Борис выпустил струю дыма и небрежно заметил:
– Ну и в чем дело? Понятно же, что приходила сама убийца.
– Вы что, всерьез? – уронила тряпку Лена. – Нет, правда?! А почему?!
– Да потому что убийцу всегда тянет на место преступления, темная ты девица! Неужели ты этого не знаешь?
Лена не знала. Борис закинул на стол вторую ногу и сладко потянулся:
– Эх, молодежь, молодежь… Всему-то вас нужно учить… Ну и что сделала преступница, увидев кровь? Побелела, задрожала? Быстро в страхе убежала?

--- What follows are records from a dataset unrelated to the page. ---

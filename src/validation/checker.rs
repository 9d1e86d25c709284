use async_trait::async_trait;
use once_cell::sync::Lazy;
use regex::Regex;
use reqwest::Url;
use reqwest::redirect::Policy;
use std::fmt;
use std::net::Ipv4Addr;
use std::sync::Arc;
use std::time::Duration;

use crate::core::constants::{http_status, network};
use crate::core::error::Result;
use crate::reporting::logging;

static DOMAIN_PATTERN: Lazy<Regex> = Lazy::new(|| {
    Regex::new(r"^(?:[a-z0-9_](?:[a-z0-9_-]{0,61}[a-z0-9])?\.)+(?:[a-z]{2,63}|xn--[a-z0-9-]{1,59})$")
        .expect("domain pattern is valid")
});

/// Outcome of checking one reference URL.
#[derive(Debug, Clone, PartialEq, Eq)]
pub enum UrlOutcome {
    /// The token is not a well-formed http(s) URL; no request was sent.
    InvalidSyntax,
    /// The request timed out or failed at the transport level.
    Unreachable(String),
    /// The server answered with this status code.
    Checked(u16),
}

impl UrlOutcome {
    /// Whether this outcome marks the reference as broken.
    ///
    /// Only statuses strictly above 400 count, and 401 is treated as a live
    /// page behind a login.
    pub fn is_flagged(&self) -> bool {
        match self {
            UrlOutcome::InvalidSyntax | UrlOutcome::Unreachable(_) => true,
            UrlOutcome::Checked(status) => {
                *status > http_status::FLAG_ABOVE && *status != http_status::UNAUTHORIZED
            }
        }
    }
}

impl fmt::Display for UrlOutcome {
    fn fmt(&self, f: &mut fmt::Formatter) -> fmt::Result {
        match self {
            UrlOutcome::InvalidSyntax => write!(f, "malformed URL"),
            UrlOutcome::Unreachable(reason) => write!(f, "unreachable ({reason})"),
            UrlOutcome::Checked(status) => write!(f, "{status}"),
        }
    }
}

/// Parse `token` as an absolute http(s) URL with a plausible host.
///
/// Hosts must be an IP address, `localhost`, or a dotted domain name ending
/// in an alphabetic (or punycode) top-level label.
pub fn parse_reference_url(token: &str) -> Option<Url> {
    let url = Url::parse(token).ok()?;
    if !matches!(url.scheme(), "http" | "https") {
        return None;
    }

    let host = url.host_str()?;
    let plausible = host.starts_with('[')
        || host.parse::<Ipv4Addr>().is_ok()
        || host == "localhost"
        || DOMAIN_PATTERN.is_match(host);

    plausible.then_some(url)
}

/// Transport used to fetch the status of a reference URL.
#[async_trait]
pub trait HttpProbe: Send + Sync {
    /// Issue one request and return the response status, or a description
    /// of the transport failure.
    async fn fetch_status(&self, url: &Url, timeout: Duration) -> std::result::Result<u16, String>;
}

/// [`HttpProbe`] backed by a shared `reqwest` client.
#[derive(Debug, Clone)]
pub struct ReqwestProbe {
    client: reqwest::Client,
}

impl ReqwestProbe {
    pub fn new(user_agent: &str) -> Result<Self> {
        let client = reqwest::Client::builder()
            .redirect(Policy::limited(network::MAX_REDIRECTS))
            .user_agent(user_agent)
            .build()?;

        Ok(Self { client })
    }
}

#[async_trait]
impl HttpProbe for ReqwestProbe {
    async fn fetch_status(&self, url: &Url, timeout: Duration) -> std::result::Result<u16, String> {
        match self.client.get(url.clone()).timeout(timeout).send().await {
            Ok(response) => Ok(response.status().as_u16()),
            Err(err) => Err(std::error::Error::source(&err)
                .map(|e| e.to_string())
                .unwrap_or_else(|| err.to_string())),
        }
    }
}

/// Checks reference URLs one at a time under a per-URL time budget.
#[derive(Clone)]
pub struct UrlChecker {
    probe: Arc<dyn HttpProbe>,
    url_timeout: Duration,
}

impl UrlChecker {
    pub fn new(probe: Arc<dyn HttpProbe>, url_timeout: Duration) -> Self {
        Self { probe, url_timeout }
    }

    pub async fn check(&self, token: &str) -> UrlOutcome {
        let Some(url) = parse_reference_url(token) else {
            return UrlOutcome::InvalidSyntax;
        };

        let request = self.probe.fetch_status(&url, self.url_timeout);
        match tokio::time::timeout(self.url_timeout, request).await {
            Ok(Ok(status)) => UrlOutcome::Checked(status),
            Ok(Err(reason)) => UrlOutcome::Unreachable(reason),
            Err(_) => UrlOutcome::Unreachable("operation timed out".to_string()),
        }
    }

    /// Check `tokens` in order and report whether any of them is broken.
    ///
    /// A malformed or unreachable URL settles the answer immediately; status
    /// codes are accumulated over every token.
    pub async fn any_flagged<S: AsRef<str>>(&self, tokens: &[S]) -> bool {
        let mut flagged = false;
        for token in tokens {
            let token = token.as_ref();
            let outcome = self.check(token).await;
            logging::log_url_result(token, &outcome);

            match outcome {
                UrlOutcome::InvalidSyntax | UrlOutcome::Unreachable(_) => return true,
                checked => flagged = flagged || checked.is_flagged(),
            }
        }
        flagged
    }
}

impl fmt::Debug for UrlChecker {
    fn fmt(&self, f: &mut fmt::Formatter) -> fmt::Result {
        f.debug_struct("UrlChecker")
            .field("url_timeout", &self.url_timeout)
            .finish_non_exhaustive()
    }
}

У девушки дрогнули губы – она, видимо, сомневалась, улыбнуться ей или возмутиться. В конце-концов, она сказала:
– Ничего она такого не сделала. Посмотрела на пятно и ушла.
Борис вдруг посерьезнел:
– Ты что, правду говоришь? Я думал, так… Запугать меня пытаешься.
– Ну конечно, правду!
– А ты кому-нибудь про это рассказывала?
– Нет. А надо было?
Борис некоторое время смотрел на нее так, будто сомневался в ее умственных способностях и наконец вздохнул:
– Слушай, заканчивай уборку. Или я уйду, а ты опять будешь помирать со страху.

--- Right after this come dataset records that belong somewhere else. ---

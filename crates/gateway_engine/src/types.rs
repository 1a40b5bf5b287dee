use std::fmt;

pub type RequestId = u64;

#[derive(Debug, Clone, PartialEq, Eq)]
pub struct FetchOutput {
    pub bytes: Vec<u8>,
    pub metadata: FetchMetadata,
}

#[derive(Debug, Clone, PartialEq, Eq)]
pub struct FetchMetadata {
    pub original_url: String,
    pub final_url: String,
    pub redirect_count: usize,
    pub content_type: Option<String>,
    pub byte_len: u64,
}

#[derive(Debug, Clone, PartialEq, Eq, thiserror::Error)]
#[error("{kind}: {message}")]
pub struct FetchError {
    pub kind: FailureKind,
    pub message: String,
}

impl FetchError {
    pub fn new(kind: FailureKind, message: impl Into<String>) -> Self {
        Self {
            kind,
            message: message.into(),
        }
    }
}

#[derive(Debug, Clone, PartialEq, Eq)]
pub enum FailureKind {
    InvalidUrl,
    Connect,
    HttpStatus(u16),
    Timeout,
    RedirectLimitExceeded,
    TooLarge { max_bytes: u64, actual: Option<u64> },
    UnsupportedContentType { content_type: String },
    NoItems,
    Cancelled,
    ProcessingError,
    Network,
}

impl fmt::Display for FailureKind {
    fn fmt(&self, f: &mut fmt::Formatter<'_>) -> fmt::Result {
        match self {
            FailureKind::InvalidUrl => write!(f, "invalid url"),
            FailureKind::Connect => write!(f, "connection failed"),
            FailureKind::HttpStatus(code) => write!(f, "http status {code}"),
            FailureKind::Timeout => write!(f, "timeout"),
            FailureKind::RedirectLimitExceeded => write!(f, "redirect limit exceeded"),
            FailureKind::TooLarge { max_bytes, actual } => {
                write!(f, "response too large (max {max_bytes}, actual {actual:?})")
            }
            FailureKind::UnsupportedContentType { content_type } => {
                write!(f, "unsupported content type {content_type}")
            }
            FailureKind::NoItems => write!(f, "no items found"),
            FailureKind::Cancelled => write!(f, "cancelled"),
            FailureKind::ProcessingError => write!(f, "processing error"),
            FailureKind::Network => write!(f, "network error"),
        }
    }
}

/// An outbound link with an absolute URL.
#[derive(Debug, Clone, PartialEq, Eq)]
pub struct ExtractedLink {
    pub url: String,
    pub text: String,
}

/// Readable parts of a page.
#[derive(Debug, Clone, PartialEq, Eq, Default)]
pub struct ExtractedContent {
    pub title: Option<String>,
    pub chunks: Vec<String>,
    pub links: Vec<ExtractedLink>,
}

/// One headline of a curated feed; `href` is as found in the markup.
#[derive(Debug, Clone, PartialEq, Eq)]
pub struct FeedEntry {
    pub title: String,
    pub href: String,
}

#[derive(Debug, Clone, PartialEq, Eq)]
pub enum Job {
    FetchFeed {
        request: RequestId,
        source: crate::FeedSource,
    },
    FetchPage {
        request: RequestId,
        url: String,
    },
}

impl Job {
    pub fn request(&self) -> RequestId {
        match self {
            Job::FetchFeed { request, .. } | Job::FetchPage { request, .. } => *request,
        }
    }
}

#[derive(Debug, Clone, PartialEq, Eq)]
pub enum EngineEvent {
    FeedFetched {
        request: RequestId,
        result: Result<Vec<FeedEntry>, FetchError>,
    },
    PageFetched {
        request: RequestId,
        result: Result<ExtractedContent, FetchError>,
    },
}

impl EngineEvent {
    pub fn request(&self) -> RequestId {
        match self {
            EngineEvent::FeedFetched { request, .. } | EngineEvent::PageFetched { request, .. } => {
                *request
            }
        }
    }
}
use std::fmt;

pub type RequestId = u64;

/// The curated feeds reachable from the main menu.
#[derive(Debug, Clone, Copy, PartialEq, Eq, Hash)]
pub enum FeedKind {
    HackerNews,
    Reddit,
}

impl FeedKind {
    /// Header shown above the feed list.
    pub fn heading(self) -> &'static str {
        match self {
            FeedKind::HackerNews => "=== HACKER NEWS ===",
            FeedKind::Reddit => "=== r/technology ===",
        }
    }

    /// Notice shown while the feed is being fetched.
    pub fn fetching_notice(self) -> &'static str {
        match self {
            FeedKind::HackerNews => "Fetching HN...",
            FeedKind::Reddit => "Fetching Reddit...",
        }
    }

    /// Base for resolving relative item targets.
    pub fn base_url(self) -> &'static str {
        match self {
            FeedKind::HackerNews => "https://news.ycombinator.com/",
            FeedKind::Reddit => "https://old.reddit.com/",
        }
    }
}

impl fmt::Display for FeedKind {
    fn fmt(&self, f: &mut fmt::Formatter<'_>) -> fmt::Result {
        match self {
            FeedKind::HackerNews => write!(f, "hacker-news"),
            FeedKind::Reddit => write!(f, "reddit"),
        }
    }
}

/// A headline from a curated feed. `target` may be relative to the feed.
#[derive(Debug, Clone, PartialEq, Eq)]
pub struct FeedItem {
    pub title: String,
    pub target: String,
}

/// An outbound link of a fetched page; `url` is absolute.
#[derive(Debug, Clone, PartialEq, Eq)]
pub struct Link {
    pub url: String,
    pub text: String,
}

/// Extracted content of a successfully fetched page.
#[derive(Debug, Clone, PartialEq, Eq, Default)]
pub struct PageData {
    pub title: Option<String>,
    pub chunks: Vec<String>,
    pub links: Vec<Link>,
}

/// Fetch outcomes the session distinguishes when choosing where to land.
#[derive(Debug, Clone, PartialEq, Eq)]
pub enum FetchFailure {
    Validation(String),
    Transport,
    Timeout,
    HttpStatus(u16),
    Other(String),
}

impl fmt::Display for FetchFailure {
    fn fmt(&self, f: &mut fmt::Formatter<'_>) -> fmt::Result {
        match self {
            FetchFailure::Validation(reason) => write!(f, "{reason}"),
            FetchFailure::Transport => write!(f, "Connection failed"),
            FetchFailure::Timeout => write!(f, "Timeout - site too slow"),
            FetchFailure::HttpStatus(code) => write!(f, "HTTP Error {code}"),
            FetchFailure::Other(message) => write!(f, "{message}"),
        }
    }
}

Он даже помог ей убрать посуду со стола. Лена работала молча, и, казалось, думала о чем-то своем. Борис даже спросил, почему она вдруг загрустила. Девушка подняла на него глаза:
– Так, ничего… Я вдруг подумала, а если это правда…
– Что именно?
– Да так. Ничего. Не может этого быть.
Он взглянул на часы, и Лена, поймав этот взгляд, подхватила мусорное ведро:
– Пойду выкину. Да вы идите, если вам нужно. Я не боюсь.
Борис довольно некстати припомнил предупреждение Ирины – не заигрывать с этим ребенком. Может быть, потому что отчетливо ощутил, что мастерская абсолютно пуста и они здесь одни. Впрочем, это предупреждение ничего удивительного в себе не заключало. У него с Ириной то налаживался, то давал сбой вполне безобидный служебный флирт. Но решительных шагов никто из них не делал. С одной стороны, они проводили вместе очень много времени – даже слишком много, когда просиживали целыми днями за стоящими рядом компьютерами. С другой стороны, Борис никак не мог решить – хочется ли ему видеть Ирину еще и после работы? Не будет ли это явным перебором? Возможно, девушку терзали какие-то другие сомнения, но она об этом не говорила. Однако чувствовала себя вправе ревновать его к молоденькой уборщице.
Борис пожал плечами:
– Если тебе не страшно – я действительно пойду. Ты не думай слишком много о той женщине. Может, это знакомая Елизаветы. Я же так просто, пошутил…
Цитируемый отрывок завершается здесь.